- WORK REQUIRED
The span to repeat in the listing below runs from the line containing "also has its" to the line containing "let inner = &raw[1..raw.len() - 1];", inclusive. Repeat it exactly, and only it.

----

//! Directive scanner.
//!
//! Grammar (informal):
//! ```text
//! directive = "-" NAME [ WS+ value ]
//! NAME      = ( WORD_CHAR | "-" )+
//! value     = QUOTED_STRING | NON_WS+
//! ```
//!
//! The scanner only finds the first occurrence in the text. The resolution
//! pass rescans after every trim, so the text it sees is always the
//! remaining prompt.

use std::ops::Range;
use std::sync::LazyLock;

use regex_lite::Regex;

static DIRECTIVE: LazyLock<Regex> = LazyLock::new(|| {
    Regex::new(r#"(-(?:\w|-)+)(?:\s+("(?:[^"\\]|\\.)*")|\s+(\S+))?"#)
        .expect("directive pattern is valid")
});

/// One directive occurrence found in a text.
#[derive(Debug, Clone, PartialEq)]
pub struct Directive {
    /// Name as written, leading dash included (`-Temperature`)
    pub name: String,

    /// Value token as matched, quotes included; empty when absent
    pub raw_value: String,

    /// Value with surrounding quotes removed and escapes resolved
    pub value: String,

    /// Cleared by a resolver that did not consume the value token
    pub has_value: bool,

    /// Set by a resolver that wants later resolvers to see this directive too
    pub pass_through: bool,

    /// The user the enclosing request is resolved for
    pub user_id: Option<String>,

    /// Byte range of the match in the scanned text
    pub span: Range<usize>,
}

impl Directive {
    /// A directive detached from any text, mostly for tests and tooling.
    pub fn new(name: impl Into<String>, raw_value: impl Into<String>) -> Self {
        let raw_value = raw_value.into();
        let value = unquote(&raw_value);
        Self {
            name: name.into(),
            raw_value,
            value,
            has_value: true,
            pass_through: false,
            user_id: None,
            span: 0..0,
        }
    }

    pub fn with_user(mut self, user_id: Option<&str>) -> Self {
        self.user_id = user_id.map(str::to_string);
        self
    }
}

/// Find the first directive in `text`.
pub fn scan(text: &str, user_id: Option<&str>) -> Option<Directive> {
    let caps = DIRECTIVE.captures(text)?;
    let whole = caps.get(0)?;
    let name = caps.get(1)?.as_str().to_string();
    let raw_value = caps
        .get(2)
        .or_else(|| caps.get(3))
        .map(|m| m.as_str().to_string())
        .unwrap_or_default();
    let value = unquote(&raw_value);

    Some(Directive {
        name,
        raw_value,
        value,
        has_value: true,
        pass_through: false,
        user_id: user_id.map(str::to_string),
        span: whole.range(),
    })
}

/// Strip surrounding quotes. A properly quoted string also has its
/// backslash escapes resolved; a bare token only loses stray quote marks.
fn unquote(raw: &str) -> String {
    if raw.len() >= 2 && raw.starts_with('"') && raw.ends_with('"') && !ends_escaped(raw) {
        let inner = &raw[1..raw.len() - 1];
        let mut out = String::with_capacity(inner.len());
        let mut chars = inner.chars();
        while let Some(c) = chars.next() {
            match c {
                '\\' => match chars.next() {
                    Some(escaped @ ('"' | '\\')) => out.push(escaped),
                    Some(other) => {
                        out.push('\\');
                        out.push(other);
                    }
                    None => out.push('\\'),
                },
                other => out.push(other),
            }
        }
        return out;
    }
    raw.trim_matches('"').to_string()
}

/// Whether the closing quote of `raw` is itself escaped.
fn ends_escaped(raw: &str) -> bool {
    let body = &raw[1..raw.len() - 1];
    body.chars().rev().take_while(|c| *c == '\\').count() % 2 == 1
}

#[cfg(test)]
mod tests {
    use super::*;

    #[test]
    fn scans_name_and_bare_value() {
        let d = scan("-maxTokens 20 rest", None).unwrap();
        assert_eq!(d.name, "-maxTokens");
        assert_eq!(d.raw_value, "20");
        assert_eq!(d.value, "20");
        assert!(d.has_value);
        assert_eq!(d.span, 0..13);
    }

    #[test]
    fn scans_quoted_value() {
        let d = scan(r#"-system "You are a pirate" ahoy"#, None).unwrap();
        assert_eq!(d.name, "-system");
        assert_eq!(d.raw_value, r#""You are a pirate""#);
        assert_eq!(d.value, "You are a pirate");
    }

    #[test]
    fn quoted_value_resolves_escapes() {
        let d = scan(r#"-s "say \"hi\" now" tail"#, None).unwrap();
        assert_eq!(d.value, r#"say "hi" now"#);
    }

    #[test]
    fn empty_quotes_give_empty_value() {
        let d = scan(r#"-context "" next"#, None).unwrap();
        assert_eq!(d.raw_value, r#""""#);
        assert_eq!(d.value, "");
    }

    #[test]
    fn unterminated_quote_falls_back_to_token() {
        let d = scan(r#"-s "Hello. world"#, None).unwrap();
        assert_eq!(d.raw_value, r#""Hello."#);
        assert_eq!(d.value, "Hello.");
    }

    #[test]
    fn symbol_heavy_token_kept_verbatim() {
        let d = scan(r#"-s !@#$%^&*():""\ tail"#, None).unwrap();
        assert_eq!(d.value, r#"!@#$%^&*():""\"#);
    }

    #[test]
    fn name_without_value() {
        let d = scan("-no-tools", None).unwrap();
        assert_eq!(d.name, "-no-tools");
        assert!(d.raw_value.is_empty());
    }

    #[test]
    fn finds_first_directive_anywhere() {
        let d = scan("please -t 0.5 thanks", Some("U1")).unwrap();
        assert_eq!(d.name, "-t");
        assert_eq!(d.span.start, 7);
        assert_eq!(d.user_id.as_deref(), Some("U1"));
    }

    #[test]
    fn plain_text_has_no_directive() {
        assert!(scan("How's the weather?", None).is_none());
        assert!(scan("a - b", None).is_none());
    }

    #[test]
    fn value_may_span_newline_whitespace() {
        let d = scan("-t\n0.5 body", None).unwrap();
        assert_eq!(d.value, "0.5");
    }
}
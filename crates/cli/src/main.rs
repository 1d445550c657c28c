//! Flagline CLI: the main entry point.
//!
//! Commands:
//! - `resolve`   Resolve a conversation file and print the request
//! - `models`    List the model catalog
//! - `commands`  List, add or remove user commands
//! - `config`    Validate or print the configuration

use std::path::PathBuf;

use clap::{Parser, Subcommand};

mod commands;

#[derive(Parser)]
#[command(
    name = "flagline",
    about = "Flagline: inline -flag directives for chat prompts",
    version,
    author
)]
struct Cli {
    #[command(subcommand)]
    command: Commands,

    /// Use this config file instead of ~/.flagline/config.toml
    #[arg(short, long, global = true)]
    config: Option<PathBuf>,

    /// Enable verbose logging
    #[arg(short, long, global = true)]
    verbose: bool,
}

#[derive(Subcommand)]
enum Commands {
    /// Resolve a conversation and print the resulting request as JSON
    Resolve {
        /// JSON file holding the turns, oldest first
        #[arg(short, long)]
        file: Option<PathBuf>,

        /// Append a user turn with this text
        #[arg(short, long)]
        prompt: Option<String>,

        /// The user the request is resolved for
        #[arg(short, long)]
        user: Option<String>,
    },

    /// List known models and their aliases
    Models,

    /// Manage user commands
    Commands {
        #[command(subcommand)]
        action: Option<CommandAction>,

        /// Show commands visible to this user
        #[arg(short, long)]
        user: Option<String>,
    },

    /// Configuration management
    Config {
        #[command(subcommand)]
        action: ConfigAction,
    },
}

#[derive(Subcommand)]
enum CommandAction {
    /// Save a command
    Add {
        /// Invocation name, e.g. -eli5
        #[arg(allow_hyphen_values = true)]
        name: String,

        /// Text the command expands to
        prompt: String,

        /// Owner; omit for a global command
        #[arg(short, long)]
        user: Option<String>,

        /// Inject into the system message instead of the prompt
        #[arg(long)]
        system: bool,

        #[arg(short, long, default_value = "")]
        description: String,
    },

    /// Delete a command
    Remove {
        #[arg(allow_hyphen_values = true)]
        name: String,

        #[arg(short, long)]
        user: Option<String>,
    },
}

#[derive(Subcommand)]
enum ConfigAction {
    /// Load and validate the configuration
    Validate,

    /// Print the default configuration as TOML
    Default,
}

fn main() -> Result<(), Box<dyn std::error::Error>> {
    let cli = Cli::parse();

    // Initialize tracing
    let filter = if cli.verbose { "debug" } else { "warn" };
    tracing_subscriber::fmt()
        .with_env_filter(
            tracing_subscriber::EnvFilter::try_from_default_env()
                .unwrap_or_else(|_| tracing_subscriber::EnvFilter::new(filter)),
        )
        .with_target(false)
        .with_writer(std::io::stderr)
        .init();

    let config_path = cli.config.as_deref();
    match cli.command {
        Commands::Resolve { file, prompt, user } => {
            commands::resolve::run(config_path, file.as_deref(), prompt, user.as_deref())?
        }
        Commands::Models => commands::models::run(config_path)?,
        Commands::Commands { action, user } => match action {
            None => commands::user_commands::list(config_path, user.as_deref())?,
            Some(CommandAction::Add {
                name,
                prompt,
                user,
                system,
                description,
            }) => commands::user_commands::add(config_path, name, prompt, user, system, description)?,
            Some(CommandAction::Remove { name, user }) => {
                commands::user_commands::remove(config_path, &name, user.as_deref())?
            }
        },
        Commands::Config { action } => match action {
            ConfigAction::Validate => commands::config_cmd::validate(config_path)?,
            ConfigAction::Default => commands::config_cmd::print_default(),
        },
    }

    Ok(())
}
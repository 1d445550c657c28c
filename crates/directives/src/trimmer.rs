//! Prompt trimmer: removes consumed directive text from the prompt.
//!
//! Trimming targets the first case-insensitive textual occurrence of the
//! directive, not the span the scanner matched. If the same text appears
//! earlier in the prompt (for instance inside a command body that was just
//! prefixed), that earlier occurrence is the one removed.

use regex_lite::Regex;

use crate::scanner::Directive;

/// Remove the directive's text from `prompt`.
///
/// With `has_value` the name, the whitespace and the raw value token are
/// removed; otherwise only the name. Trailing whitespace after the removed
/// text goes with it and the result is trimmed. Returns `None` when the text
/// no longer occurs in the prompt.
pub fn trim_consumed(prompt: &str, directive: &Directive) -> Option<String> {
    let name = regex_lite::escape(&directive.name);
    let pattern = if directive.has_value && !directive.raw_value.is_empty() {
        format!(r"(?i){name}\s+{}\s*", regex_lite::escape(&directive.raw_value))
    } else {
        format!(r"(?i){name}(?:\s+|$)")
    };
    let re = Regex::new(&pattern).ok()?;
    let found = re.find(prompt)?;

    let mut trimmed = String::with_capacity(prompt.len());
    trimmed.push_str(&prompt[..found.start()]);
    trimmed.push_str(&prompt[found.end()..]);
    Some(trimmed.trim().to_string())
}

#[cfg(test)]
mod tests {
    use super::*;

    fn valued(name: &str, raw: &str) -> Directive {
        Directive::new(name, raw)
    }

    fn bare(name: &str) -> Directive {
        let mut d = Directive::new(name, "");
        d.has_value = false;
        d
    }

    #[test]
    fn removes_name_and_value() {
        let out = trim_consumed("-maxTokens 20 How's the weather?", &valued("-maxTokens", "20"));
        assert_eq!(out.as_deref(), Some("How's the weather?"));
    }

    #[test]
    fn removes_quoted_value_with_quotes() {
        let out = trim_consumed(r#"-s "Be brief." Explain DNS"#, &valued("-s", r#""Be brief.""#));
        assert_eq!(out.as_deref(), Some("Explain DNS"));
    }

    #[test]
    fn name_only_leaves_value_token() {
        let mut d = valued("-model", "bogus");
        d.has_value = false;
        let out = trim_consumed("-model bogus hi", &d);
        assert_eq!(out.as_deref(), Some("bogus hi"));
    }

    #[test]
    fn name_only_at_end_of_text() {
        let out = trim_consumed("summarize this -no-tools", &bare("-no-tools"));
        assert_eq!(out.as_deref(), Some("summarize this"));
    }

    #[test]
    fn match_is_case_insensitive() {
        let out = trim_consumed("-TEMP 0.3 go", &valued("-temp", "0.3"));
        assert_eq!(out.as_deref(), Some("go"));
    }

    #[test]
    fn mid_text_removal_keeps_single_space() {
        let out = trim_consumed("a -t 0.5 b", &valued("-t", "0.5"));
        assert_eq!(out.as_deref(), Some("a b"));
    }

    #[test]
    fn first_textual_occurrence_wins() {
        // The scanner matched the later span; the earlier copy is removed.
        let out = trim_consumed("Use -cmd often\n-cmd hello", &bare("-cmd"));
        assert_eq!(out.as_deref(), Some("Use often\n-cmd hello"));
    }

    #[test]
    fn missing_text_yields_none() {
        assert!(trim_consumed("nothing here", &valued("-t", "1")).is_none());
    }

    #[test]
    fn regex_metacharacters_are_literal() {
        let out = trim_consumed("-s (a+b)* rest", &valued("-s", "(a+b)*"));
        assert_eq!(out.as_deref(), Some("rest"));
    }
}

----

- YOUR RESPONSE
/// Strip surrounding quotes. A properly quoted string also has its
/// backslash escapes resolved; a bare token only loses stray quote marks.
fn unquote(raw: &str) -> String {
    if raw.len() >= 2 && raw.starts_with('"') && raw.ends_with('"') && !ends_escaped(raw) {
        let inner = &raw[1..raw.len() - 1];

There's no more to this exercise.